April 11, 2017

Legislative Updates: First Quarter 2017


On April 4, 2017, the DOL issued a final rule delaying the Fiduciary Rule until June 9, 2017. The rule also delays transitional requirements of the Best Interest Contract Exemption and other prohibited transaction exemptions to June 9, 2017. This delay may provide some relief for institutions trying to meet the previous deadline of April 10, 2017. However, given the short length of the delay of only 60 days, institutions need to make a quick decision to finalize their compliance plans or delay their compliance efforts until the DOL releases its analysis.

The DOL’s proposed delay of the Fiduciary Rule received a significant number of public comments. Approximately 178,000 of the 193,000 comments opposed the delay (with 15,000 in support). Many commenters opposed the delay because its duration was too short. In addition to the delay by the DOL, there is the potential that a court may invalidate the Fiduciary Rule itself on process defects in the rule-making process because: 1) the DOL did not subject the rule to a full 60-day notice and comment period; and 2) the DOL released the rule very quickly after the end of the comment period.

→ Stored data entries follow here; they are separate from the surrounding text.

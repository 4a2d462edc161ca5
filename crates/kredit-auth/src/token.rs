//! Session token issuance and validation (HMAC-signed JWT).
//!
//! Expiry is checked against a caller-supplied clock rather than the
//! system time inside `jsonwebtoken`, so validation is deterministic.

use chrono::{DateTime, Utc};
use jsonwebtoken::{Algorithm, DecodingKey, EncodingKey, Header, Validation};
use serde::{Deserialize, Serialize};

use crate::config::AuthConfig;
use crate::error::AuthError;

/// HMAC family accepted on validation. Tokens are issued with HS256.
const HMAC_ALGORITHMS: [Algorithm; 3] = [Algorithm::HS256, Algorithm::HS384, Algorithm::HS512];

/// Claims embedded in every session token.
#[derive(Debug, Clone, PartialEq, Eq, Serialize, Deserialize)]
pub struct SessionClaims {
    /// Customer NIK.
    pub nik: String,
    /// Customer display name.
    pub full_name: String,
    /// Issued-at (Unix timestamp).
    pub iat: i64,
    /// Expiration (Unix timestamp).
    pub exp: i64,
}

/// Issue a signed HS256 session token valid for
/// `config.token_lifetime_secs` from `now`.
pub fn issue_token(
    nik: &str,
    full_name: &str,
    config: &AuthConfig,
    now: DateTime<Utc>,
) -> Result<String, AuthError> {
    let iat = now.timestamp();
    let exp = i64::try_from(config.token_lifetime_secs)
        .ok()
        .and_then(|lifetime| iat.checked_add(lifetime))
        .ok_or_else(|| {
            AuthError::InvalidConfig(format!(
                "token lifetime of {}s is out of range",
                config.token_lifetime_secs
            ))
        })?;
    let claims = SessionClaims {
        nik: nik.to_string(),
        full_name: full_name.to_string(),
        iat,
        exp,
    };

    let key = EncodingKey::from_secret(config.jwt_secret.as_bytes());
    jsonwebtoken::encode(&Header::new(Algorithm::HS256), &claims, &key)
        .map_err(|e| AuthError::Crypto(format!("JWT encode: {e}")))
}

/// Verify signature and algorithm family, then check expiry against
/// `now`.
pub fn validate_token(
    token: &str,
    config: &AuthConfig,
    now: DateTime<Utc>,
) -> Result<SessionClaims, AuthError> {
    let key = DecodingKey::from_secret(config.jwt_secret.as_bytes());

    let mut validation = Validation::new(Algorithm::HS256);
    validation.algorithms = HMAC_ALGORITHMS.to_vec();
    validation.validate_exp = false;
    validation.set_required_spec_claims(&["exp"]);

    let claims = jsonwebtoken::decode::<SessionClaims>(token, &key, &validation)
        .map(|data| data.claims)
        .map_err(|e| AuthError::TokenInvalid(e.to_string()))?;

    if now.timestamp() >= claims.exp {
        return Err(AuthError::TokenExpired);
    }

    Ok(claims)
}

/// Extract the token from an `Authorization: Bearer <token>` header
/// value.
pub fn bearer_token(header: Option<&str>) -> Result<&str, AuthError> {
    let token = header
        .map(str::trim)
        .and_then(|h| h.strip_prefix("Bearer "))
        .map(str::trim)
        .ok_or(AuthError::MissingToken)?;

    if token.is_empty() {
        return Err(AuthError::MissingToken);
    }

    Ok(token)
}
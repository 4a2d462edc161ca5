//! Tenor classes.
//!
//! Repayment duration changes risk exposure, so each class carries its
//! own independent ceiling in a customer's limit record.

use std::fmt;

#[derive(Debug, Clone, Copy, PartialEq, Eq, Hash)]
pub enum Tenor {
    One,
    Two,
    Three,
    Four,
}

impl Tenor {
    pub const ALL: [Tenor; 4] = [Tenor::One, Tenor::Two, Tenor::Three, Tenor::Four];

    /// Map a declared tenor class (1..=4) to a [`Tenor`].
    ///
    /// Any other value has no threshold and returns `None`.
    pub fn from_class(class: i64) -> Option<Self> {
        match class {
            1 => Some(Tenor::One),
            2 => Some(Tenor::Two),
            3 => Some(Tenor::Three),
            4 => Some(Tenor::Four),
            _ => None,
        }
    }

    pub fn class(self) -> i64 {
        match self {
            Tenor::One => 1,
            Tenor::Two => 2,
            Tenor::Three => 3,
            Tenor::Four => 4,
        }
    }
}

impl fmt::Display for Tenor {
    fn fmt(&self, f: &mut fmt::Formatter<'_>) -> fmt::Result {
        write!(f, "tenor {}", self.class())
    }
}
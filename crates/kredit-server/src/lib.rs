//! Kredit Server: HTTP surface for registration, login, credit limits
//! and transaction admission.

pub mod app;
pub mod config;
pub mod dto;
pub mod error;
pub mod middleware;
pub mod routes;
pub mod telemetry;

pub use app::{AppState, build_router};
pub use config::ServerConfig;
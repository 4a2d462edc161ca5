//! Request and response bodies that differ from the domain models.

use base64::Engine;
use base64::engine::general_purpose::STANDARD;
use kredit_core::error::{KreditError, KreditResult};
use kredit_core::models::customer::RegisterCustomer;
use rust_decimal::Decimal;
use serde::{Deserialize, Serialize};

/// Registration payload. Document photos arrive base64-encoded.
#[derive(Debug, Deserialize)]
pub struct RegisterRequest {
    #[serde(default)]
    pub nik: String,
    #[serde(default)]
    pub password: String,
    #[serde(default)]
    pub full_name: String,
    #[serde(default)]
    pub legal_name: String,
    #[serde(default)]
    pub birth_place: String,
    #[serde(default)]
    pub birth_date: String,
    #[serde(with = "rust_decimal::serde::float", default)]
    pub salary: Decimal,
    #[serde(default)]
    pub ktp_photo: Option<String>,
    #[serde(default)]
    pub selfie_photo: Option<String>,
}

impl RegisterRequest {
    pub fn into_candidate(self) -> KreditResult<RegisterCustomer> {
        Ok(RegisterCustomer {
            ktp_photo: decode_photo("ktp_photo", self.ktp_photo)?,
            selfie_photo: decode_photo("selfie_photo", self.selfie_photo)?,
            nik: self.nik,
            password: self.password,
            full_name: self.full_name,
            legal_name: self.legal_name,
            birth_place: self.birth_place,
            birth_date: self.birth_date,
            salary: self.salary,
        })
    }
}

fn decode_photo(field: &str, encoded: Option<String>) -> KreditResult<Option<Vec<u8>>> {
    encoded
        .map(|s| {
            STANDARD
                .decode(s.trim())
                .map_err(|_| KreditError::validation(format!("{field} must be base64")))
        })
        .transpose()
}

#[derive(Debug, Deserialize)]
pub struct LoginRequest {
    pub nik: String,
    pub password: String,
}

#[derive(Debug, Serialize)]
pub struct LoginResponse {
    pub token: String,
}

#[derive(Debug, Serialize)]
pub struct HealthResponse {
    pub status: &'static str,
}
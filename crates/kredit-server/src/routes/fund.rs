//! Credit limits and transaction admission. Both require a session.

use axum::extract::State;
use axum::http::StatusCode;
use axum::{Extension, Json};
use kredit_auth::SessionClaims;
use kredit_core::models::limit::{CreateLimit, Limit};
use kredit_core::models::transaction::{CreateTransaction, Transaction};
use tracing::debug;

use crate::app::AppState;
use crate::error::{ApiError, JsonBody};

pub async fn create_limit(
    State(state): State<AppState>,
    Extension(session): Extension<SessionClaims>,
    JsonBody(body): JsonBody<CreateLimit>,
) -> Result<(StatusCode, Json<Limit>), ApiError> {
    debug!(nik = %session.nik, customer_id = body.customer_id, "create limit");
    let limit = state.ledger.create_limit(body).await?;
    Ok((StatusCode::CREATED, Json(limit)))
}

pub async fn create_transaction(
    State(state): State<AppState>,
    Extension(session): Extension<SessionClaims>,
    JsonBody(body): JsonBody<CreateTransaction>,
) -> Result<(StatusCode, Json<Transaction>), ApiError> {
    debug!(nik = %session.nik, customer_id = body.customer_id, "create transaction");
    let transaction = state.admission.admit(body).await?;
    Ok((StatusCode::CREATED, Json(transaction)))
}
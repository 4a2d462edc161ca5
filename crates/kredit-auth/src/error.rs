//! Authentication error types.

use kredit_core::error::KreditError;
use thiserror::Error;

#[derive(Debug, Error)]
pub enum AuthError {
    #[error("invalid credentials")]
    InvalidCredentials,

    #[error("authorization header is missing or not a bearer token")]
    MissingToken,

    #[error("token has expired")]
    TokenExpired,

    #[error("invalid token: {0}")]
    TokenInvalid(String),

    #[error("encryption error: {0}")]
    Encryption(String),

    #[error("cryptography error: {0}")]
    Crypto(String),

    #[error("invalid auth configuration: {0}")]
    InvalidConfig(String),
}

impl From<AuthError> for KreditError {
    fn from(err: AuthError) -> Self {
        match err {
            AuthError::InvalidCredentials
            | AuthError::MissingToken
            | AuthError::TokenExpired
            | AuthError::TokenInvalid(_) => KreditError::AuthenticationFailed {
                reason: err.to_string(),
            },
            AuthError::Encryption(msg) => KreditError::Encryption(msg),
            AuthError::Crypto(msg) => KreditError::Crypto(msg),
            AuthError::InvalidConfig(msg) => KreditError::Internal(msg),
        }
    }
}
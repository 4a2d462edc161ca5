//! Customer domain model.

use rust_decimal::Decimal;
use serde::{Deserialize, Serialize};

#[derive(Debug, Clone, Serialize, Deserialize)]
pub struct Customer {
    pub id: i64,
    /// National identity number. Unique, immutable login identifier.
    pub nik: String,
    /// Argon2id PHC string. Never serialized outward.
    #[serde(skip_serializing, default)]
    pub password_hash: String,
    pub full_name: String,
    pub legal_name: String,
    pub birth_place: String,
    pub birth_date: String,
    #[serde(with = "rust_decimal::serde::float")]
    pub salary: Decimal,
    /// AES-256-GCM encrypted ID card photo, `base64(nonce || ciphertext || tag)`.
    pub ktp_photo: Option<String>,
    /// AES-256-GCM encrypted selfie photo, same encoding as `ktp_photo`.
    pub selfie_photo: Option<String>,
}

/// Registration request as submitted by the customer.
#[derive(Debug, Clone, Default)]
pub struct RegisterCustomer {
    pub nik: String,
    /// Raw password (hashed with Argon2id before storage).
    pub password: String,
    pub full_name: String,
    pub legal_name: String,
    pub birth_place: String,
    pub birth_date: String,
    pub salary: Decimal,
    /// Raw document bytes (encrypted before storage).
    pub ktp_photo: Option<Vec<u8>>,
    pub selfie_photo: Option<Vec<u8>>,
}

/// Storage-ready customer record: credential hashed, documents sealed.
#[derive(Debug, Clone)]
pub struct CreateCustomer {
    pub nik: String,
    pub password_hash: String,
    pub full_name: String,
    pub legal_name: String,
    pub birth_place: String,
    pub birth_date: String,
    pub salary: Decimal,
    pub ktp_photo: Option<String>,
    pub selfie_photo: Option<String>,
}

Assuming the final rule is not invalidated by a court and there are not additional delays by the DOL, the new compliance dates are June 9, 2017 and January 1, 2018, depending on the specific requirement.


There has been significant pushback against a major component of the tax reform blueprint House Republicans issued to outline proposed tax reforms in 2017 – the border adjustability proposal. This proposal had largely been ignored until now, when tax reform looks like it may happen. The proposal means a big change in how business income is taxed, moving away from taxing based on where goods are produced or where businesses are headquartered and toward taxing based on where goods/services are consumed. The result would be that U.S. exports would be exempt from taxes, whereas U.S. imports would be taxed.

Multiple industries have descended on Washington to wage an all-out lobbying war. Several committee members of the House and Means Committee have expressed concerns about the border adjustability provision and have even called for a hearing on the measure. On the Senate side, there appears to be enough opposition to the border adjustability proposal that the provision will not have the support necessary to pass the Senate. While there seems to be a strong congressional desire to implement tax reform in general, there appears to be enough opposition to stall the proposed tax reform in its current state.


In January, the Internal Revenue Service (IRS) published proposed regulations that would allow employers to use their retirement plan’s forfeiture account to pay for both qualified non-elective contributions (QNECs) and qualified matching contributions (QMACs). These QNECs and QMACs are important to plan sponsors because they are utilized as a plan design feature to satisfy both the annual deferral percentage and annual contribution percentage for non-discrimination requirements.

The IRS has indicated that employers may immediately rely on these proposed regulations. Previously, the IRS required QNECs and QMACs to be non-forfeitable when they are first contributed to the plan. The IRS is reversing its previous position on forfeiture accounts by allowing these contributions to be non-forfeitable when they are allocated to participants’ accounts, clearly permitting QNECs and QMACs to be funded through the plan’s forfeiture account. Comments on the proposal are due by April 18, 2017.

IMPORTANT DISCLOSURES: These materials are provided for general information and educational purposes based upon publicly available information from sources believed to be reliable—Arnerich Massena cannot assure the accuracy or completeness of these materials. The information in these materials may change at any time and without notice.